Sommaire de l'article

To examine the nutritional profile of baby and toddler foods sold in Australia.

Nutrient information for baby and toddler foods available at Australian supermarkets was collected between Auguset and December 2013. Levels of declared energy, total fat, saturated fat, total sugar, sodium and estimated added sugar were examined, as well as the presence of additional micronutrients on the label. The Health Star Rating (HSR) system was used to determine nutritional quality. The range of products on offer was also examined by product type and by the age category for which the product was marketed.

Of the 309 products included, 29 % were fortified.
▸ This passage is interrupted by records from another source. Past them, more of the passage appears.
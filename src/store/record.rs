//! The per-actor progression record.

use crate::core::{ActorId, JobId};
use chrono::{DateTime, Utc};
use serde::{Deserialize, Serialize};
use std::collections::{BTreeMap, BTreeSet};

/// Safety ceiling for stored XP; additions clamp here instead of overflowing
/// toward infinity.
pub const MAX_SAFE_XP: f64 = 1.0e15;

/// Mutable progression state for one actor: job membership plus per-job XP
/// and cached level. Leaving a job keeps its XP/level history so a re-join
/// resumes from prior standing.
#[derive(Debug, Clone, PartialEq, Serialize, Deserialize)]
pub struct ProgressionRecord {
    pub actor: ActorId,
    joined: BTreeSet<JobId>,
    xp: BTreeMap<JobId, f64>,
    levels: BTreeMap<JobId, u32>,
    pub updated_at: DateTime<Utc>,
}

impl ProgressionRecord {
    pub fn new(actor: ActorId) -> Self {
        Self {
            actor,
            joined: BTreeSet::new(),
            xp: BTreeMap::new(),
            levels: BTreeMap::new(),
            updated_at: Utc::now(),
        }
    }

    pub fn is_joined(&self, job: &JobId) -> bool {
        self.joined.contains(job)
    }

    pub fn joined_jobs(&self) -> impl Iterator<Item = &JobId> {
        self.joined.iter()
    }

    pub fn joined_count(&self) -> usize {
        self.joined.len()
    }

    pub fn xp(&self, job: &JobId) -> f64 {
        self.xp.get(job).copied().unwrap_or(0.0)
    }

    pub fn level(&self, job: &JobId) -> u32 {
        self.levels.get(job).copied().unwrap_or(1)
    }

    /// Record membership. The first-ever join initializes XP/level; re-joins
    /// leave history untouched. Returns false when already joined.
    pub fn join(&mut self, job: JobId) -> bool {
        if !self.joined.insert(job.clone()) {
            return false;
        }
        self.xp.entry(job.clone()).or_insert(0.0);
        self.levels.entry(job).or_insert(1);
        self.touch();
        true
    }

    /// Drop membership but retain XP/level history. Returns false when the
    /// job was not joined.
    pub fn leave(&mut self, job: &JobId) -> bool {
        let removed = self.joined.remove(job);
        if removed {
            self.touch();
        }
        removed
    }

    /// Set XP directly, rejecting non-finite or negative values. Returns
    /// whether the value was accepted.
    pub fn set_xp(&mut self, job: JobId, amount: f64) -> bool {
        if !amount.is_finite() || amount < 0.0 {
            return false;
        }
        self.xp.insert(job, amount.min(MAX_SAFE_XP));
        self.touch();
        true
    }

    /// Add XP, rejecting NaN/infinite/negative amounts and clamping the
    /// total below the safety ceiling. Returns the new total, or `None` when
    /// the amount was rejected.
    pub fn add_xp(&mut self, job: JobId, amount: f64) -> Option<f64> {
        if !amount.is_finite() || amount < 0.0 {
            return None;
        }
        let total = (self.xp(&job) + amount).min(MAX_SAFE_XP);
        self.xp.insert(job, total);
        self.touch();
        Some(total)
    }

    pub fn set_level(&mut self, job: JobId, level: u32) {
        self.levels.insert(job, level.max(1));
        self.touch();
    }

    /// Merge a freshly loaded durable record over this one. Used when a
    /// placeholder was installed on the hot path while the real load was
    /// still in flight.
    pub fn replace_with(&mut self, other: ProgressionRecord) {
        self.joined = other.joined;
        self.xp = other.xp;
        self.levels = other.levels;
        self.updated_at = other.updated_at;
    }

    /// Fold a durable record underneath interim mutations: memberships are
    /// unioned and XP/levels take the higher value per job, so neither the
    /// prior history nor progress made on a placeholder is lost.
    pub fn merge_durable(&mut self, durable: ProgressionRecord) {
        self.joined.extend(durable.joined);
        for (job, xp) in durable.xp {
            let slot = self.xp.entry(job).or_insert(0.0);
            if xp > *slot {
                *slot = xp;
            }
        }
        for (job, level) in durable.levels {
            let slot = self.levels.entry(job).or_insert(1);
            if level > *slot {
                *slot = level;
            }
        }
        self.touch();
    }

    fn touch(&mut self) {
        self.updated_at = Utc::now();
    }
}

#[cfg(test)]
mod tests {
    use super::*;

    #[test]
    fn join_is_idempotent_and_keeps_xp() {
        let mut rec = ProgressionRecord::new(ActorId::new());
        let job = JobId::new("miner");
        assert!(rec.join(job.clone()));
        rec.add_xp(job.clone(), 50.0).unwrap();
        assert!(!rec.join(job.clone()));
        assert_eq!(rec.xp(&job), 50.0);
    }

    #[test]
    fn leave_retains_history() {
        let mut rec = ProgressionRecord::new(ActorId::new());
        let job = JobId::new("miner");
        rec.join(job.clone());
        rec.add_xp(job.clone(), 120.0).unwrap();
        rec.set_level(job.clone(), 2);

        assert!(rec.leave(&job));
        assert!(!rec.is_joined(&job));
        assert_eq!(rec.xp(&job), 120.0);
        assert_eq!(rec.level(&job), 2);

        // Re-join resumes from prior standing.
        assert!(rec.join(job.clone()));
        assert_eq!(rec.xp(&job), 120.0);
        assert_eq!(rec.level(&job), 2);
    }

    #[test]
    fn add_xp_rejects_invalid_amounts() {
        let mut rec = ProgressionRecord::new(ActorId::new());
        let job = JobId::new("miner");
        rec.join(job.clone());

        assert!(rec.add_xp(job.clone(), f64::NAN).is_none());
        assert!(rec.add_xp(job.clone(), f64::INFINITY).is_none());
        assert!(rec.add_xp(job.clone(), -1.0).is_none());
        assert_eq!(rec.xp(&job), 0.0);
    }

    #[test]
    fn add_xp_clamps_at_ceiling() {
        let mut rec = ProgressionRecord::new(ActorId::new());
        let job = JobId::new("miner");
        rec.join(job.clone());
        rec.set_xp(job.clone(), MAX_SAFE_XP - 1.0);
        rec.add_xp(job.clone(), 1.0e9).unwrap();
        assert_eq!(rec.xp(&job), MAX_SAFE_XP);
    }

    #[test]
    fn merge_durable_keeps_both_histories() {
        let actor = ActorId::new();
        let mut durable = ProgressionRecord::new(actor);
        durable.join(JobId::new("miner"));
        durable.set_xp(JobId::new("miner"), 500.0);
        durable.set_level(JobId::new("miner"), 3);

        let mut placeholder = ProgressionRecord::new(actor);
        placeholder.join(JobId::new("farmer"));
        placeholder.add_xp(JobId::new("farmer"), 5.0).unwrap();

        placeholder.merge_durable(durable);
        assert!(placeholder.is_joined(&JobId::new("miner")));
        assert!(placeholder.is_joined(&JobId::new("farmer")));
        assert_eq!(placeholder.xp(&JobId::new("miner")), 500.0);
        assert_eq!(placeholder.level(&JobId::new("miner")), 3);
        assert_eq!(placeholder.xp(&JobId::new("farmer")), 5.0);
    }

    #[test]
    fn roundtrips_through_msgpack() {
        let mut rec = ProgressionRecord::new(ActorId::new());
        let job = JobId::new("farmer");
        rec.join(job.clone());
        rec.add_xp(job.clone(), 42.5).unwrap();
        rec.set_level(job.clone(), 3);

        let bytes = rmp_serde::to_vec(&rec).unwrap();
        let back: ProgressionRecord = rmp_serde::from_slice(&bytes).unwrap();
        assert_eq!(rec, back);
    }
}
On a per 100 g basis, these 309 products provided a mean (±SD) of 476 ± 486 kJ, 1.6 ± 2.4 g total fat, 10.7 ± 12.2 g total sugar, 2.7 ± 7.4 g added sugar, and 33.5 ± 66.5 mg sodium. Fruit-based products or products with fruit listed as an ingredient (58 %) were the predominant product type. On the nutrition label, 42 % displayed at least one additional micronutrient while 37 % did not display saturated fat. The most common HSR was four stars (45 %) and 6+ months was the most commonly identified targeted age group (36 %).

The majority of baby and toddler foods sold in Australian supermarkets are ready-made fruit-based products aimed at children under 12 months of age. Baby and toddler foods are overlooked in public policy discussions pertaining to population nutrient intake but their relatively high sugar content deriving from fruits requires close attention to ensure these foods do not replace other more nutrient dense foods, given children have an innate preference for sweet tastes.